# [WORK TO BE COMPLETED]
Considering the entries that follow, report how many lines include the string "ParsedDrawingData", giving the number alone.

# [Dataset entries]
▽

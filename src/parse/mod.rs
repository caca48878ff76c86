//! Metadata to navigation tree conversion.
//!
//! [`parse_drawing_metadata`] is a pure function of the document: the same
//! input always yields the same node ids, child ordering and revision index.
//! Malformed hierarchy data degrades instead of failing. A drawing whose
//! parent is missing becomes its own path root, a parent link that would
//! close a cycle is dropped, and a document without an obvious root falls
//! back to its first drawing.

use std::collections::HashSet;

use crate::constants::ROOT_DRAWING_ID;
use crate::model::{
    Discipline, DisciplineHistory, Drawing, DrawingMetadata, NavigationNode, NavigationTree,
    NodeData, ParsedDrawingData, Revision, RevisionEntry, discipline_node_id, drawing_node_id,
    region_node_id, revision_node_id,
};

#[cfg(test)]
mod tests;

/// Parse a JSON metadata document.
pub fn parse_metadata_json(json: &str) -> crate::Result<ParsedDrawingData> {
    let metadata = DrawingMetadata::from_json(json)?;
    Ok(parse_drawing_metadata(&metadata))
}

/// Build the navigation tree and flat revision index for a document.
pub fn parse_drawing_metadata(metadata: &DrawingMetadata) -> ParsedDrawingData {
    let mut tree = NavigationTree::new();
    let mut revisions = Vec::new();

    for drawing in metadata.drawings.values() {
        tree.insert(NavigationNode {
            id: drawing_node_id(&drawing.id),
            name: drawing.name.clone(),
            parent_id: None,
            children: Vec::new(),
            path: drawing_path(metadata, drawing),
            data: NodeData::Drawing {
                drawing_id: drawing.id.clone(),
                image: drawing.image.clone(),
            },
        });
    }

    // Drawings are linked after all of them exist so a child listed before
    // its parent still ends up in the parent's children.
    for drawing in metadata.drawings.values() {
        let Some(parent) = parent_key(drawing) else {
            continue;
        };
        if metadata.drawings.get(parent).is_none() {
            log::warn!(
                "Drawing '{}' references missing parent '{}', treating it as a root",
                drawing.id,
                parent
            );
            continue;
        }
        let child_id = drawing_node_id(&drawing.id);
        let parent_id = drawing_node_id(parent);
        let closes_cycle =
            parent_id == child_id || tree.ancestors(&parent_id).iter().any(|n| n.id == child_id);
        if closes_cycle {
            log::warn!(
                "Drawing '{}' parent link to '{}' would form a cycle, ignoring it",
                drawing.id,
                parent
            );
            continue;
        }
        tree.attach(&parent_id, &child_id);
    }

    for drawing in metadata.drawings.values() {
        let Some(disciplines) = &drawing.disciplines else {
            continue;
        };
        let drawing_path = tree
            .get(&drawing_node_id(&drawing.id))
            .map(|n| n.path.clone())
            .unwrap_or_else(|| vec![drawing.name.clone()]);

        for (name, discipline) in disciplines.iter() {
            let Some(discipline) = discipline else {
                continue;
            };
            add_discipline(
                &mut tree,
                &mut revisions,
                drawing,
                &drawing_path,
                name,
                discipline,
            );
        }
    }

    if let Some(root) = find_root(metadata) {
        tree.set_root(drawing_node_id(&root.id));
    }

    log::debug!(
        "Parsed metadata '{}': {} nodes, {} revisions, root '{}'",
        metadata.project.name,
        tree.len(),
        revisions.len(),
        tree.root_id()
    );

    ParsedDrawingData { tree, revisions }
}

/// Parent id of a drawing, ignoring empty strings.
fn parent_key(drawing: &Drawing) -> Option<&str> {
    drawing.parent.as_deref().filter(|p| !p.is_empty())
}

/// Display path of a drawing: ancestor names from the top down to the drawing.
fn drawing_path(metadata: &DrawingMetadata, drawing: &Drawing) -> Vec<String> {
    let mut names = vec![drawing.name.clone()];
    let mut seen = HashSet::from([drawing.id.as_str()]);
    let mut current = drawing;

    while let Some(parent) = parent_key(current).and_then(|p| metadata.drawings.get(p)) {
        if !seen.insert(parent.id.as_str()) {
            break;
        }
        names.push(parent.name.clone());
        current = parent;
    }

    names.reverse();
    names
}

/// Root drawing: id `00`, else the first drawing without a parent, else the first drawing.
fn find_root(metadata: &DrawingMetadata) -> Option<&Drawing> {
    let drawings = || metadata.drawings.values();
    drawings()
        .find(|d| d.id == ROOT_DRAWING_ID)
        .or_else(|| drawings().find(|d| parent_key(d).is_none()))
        .or_else(|| drawings().next())
}

fn add_discipline(
    tree: &mut NavigationTree,
    revisions: &mut Vec<RevisionEntry>,
    drawing: &Drawing,
    drawing_path: &[String],
    name: &str,
    discipline: &Discipline,
) {
    let discipline_id = discipline_node_id(&drawing.id, name);
    let discipline_path = extend(drawing_path, name);

    tree.insert(NavigationNode {
        id: discipline_id.clone(),
        name: name.to_string(),
        parent_id: Some(drawing_node_id(&drawing.id)),
        children: Vec::new(),
        path: discipline_path.clone(),
        data: NodeData::Discipline {
            drawing_id: drawing.id.clone(),
            discipline: name.to_string(),
            image_transform: discipline.image_transform.clone(),
            image: discipline.image.clone(),
            polygon: discipline.polygon.clone(),
        },
    });

    let parent_image = discipline
        .image
        .clone()
        .unwrap_or_else(|| drawing.image.clone());
    let ctx = RevisionContext {
        drawing,
        discipline: name,
        parent_image: &parent_image,
    };

    match &discipline.history {
        DisciplineHistory::Regions(regions) => {
            for (region_id, region) in regions.iter() {
                let region_name = format!("Region {region_id}");
                let region_node = region_node_id(&drawing.id, name, region_id);
                let region_path = extend(&discipline_path, &region_name);

                tree.insert(NavigationNode {
                    id: region_node.clone(),
                    name: region_name,
                    parent_id: Some(discipline_id.clone()),
                    children: Vec::new(),
                    path: region_path.clone(),
                    data: NodeData::Region {
                        drawing_id: drawing.id.clone(),
                        discipline: name.to_string(),
                        region_id: region_id.to_string(),
                        polygon: Some(region.polygon.clone()),
                    },
                });

                for revision in &region.revisions {
                    ctx.add_revision(
                        tree,
                        revisions,
                        &region_node,
                        &region_path,
                        Some(region_id),
                        revision,
                    );
                }
            }
        }
        DisciplineHistory::Revisions(list) => {
            for revision in list {
                ctx.add_revision(
                    tree,
                    revisions,
                    &discipline_id,
                    &discipline_path,
                    None,
                    revision,
                );
            }
        }
        DisciplineHistory::None => {}
    }
}

struct RevisionContext<'a> {
    drawing: &'a Drawing,
    discipline: &'a str,
    parent_image: &'a str,
}

impl RevisionContext<'_> {
    fn add_revision(
        &self,
        tree: &mut NavigationTree,
        revisions: &mut Vec<RevisionEntry>,
        parent_id: &str,
        parent_path: &[String],
        region_id: Option<&str>,
        revision: &Revision,
    ) {
        let drawing_id = &self.drawing.id;
        let id = revision_node_id(drawing_id, self.discipline, region_id, &revision.version);
        let path = extend(parent_path, &revision.version);

        tree.insert(NavigationNode {
            id: id.clone(),
            name: revision.version.clone(),
            parent_id: Some(parent_id.to_string()),
            children: Vec::new(),
            path: path.clone(),
            data: NodeData::Revision {
                drawing_id: drawing_id.clone(),
                discipline: self.discipline.to_string(),
                region_id: region_id.map(str::to_string),
                version: revision.version.clone(),
                revision: revision.clone(),
                image: revision.image.clone(),
                image_transform: revision.image_transform.clone(),
                polygon: revision.polygon.clone(),
            },
        });

        revisions.push(RevisionEntry {
            id,
            drawing_id: drawing_id.clone(),
            drawing_name: self.drawing.name.clone(),
            discipline: self.discipline.to_string(),
            region_id: region_id.map(str::to_string),
            version: revision.version.clone(),
            revision: revision.clone(),
            image: revision.image.clone(),
            parent_image: Some(self.parent_image.to_string()),
            image_transform: revision.image_transform.clone(),
            polygon: revision.polygon.clone(),
            path,
        });
    }
}

fn extend(path: &[String], segment: &str) -> Vec<String> {
    let mut out = path.to_vec();
    out.push(segment.to_string());
    out
}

△

# [REPLY]
4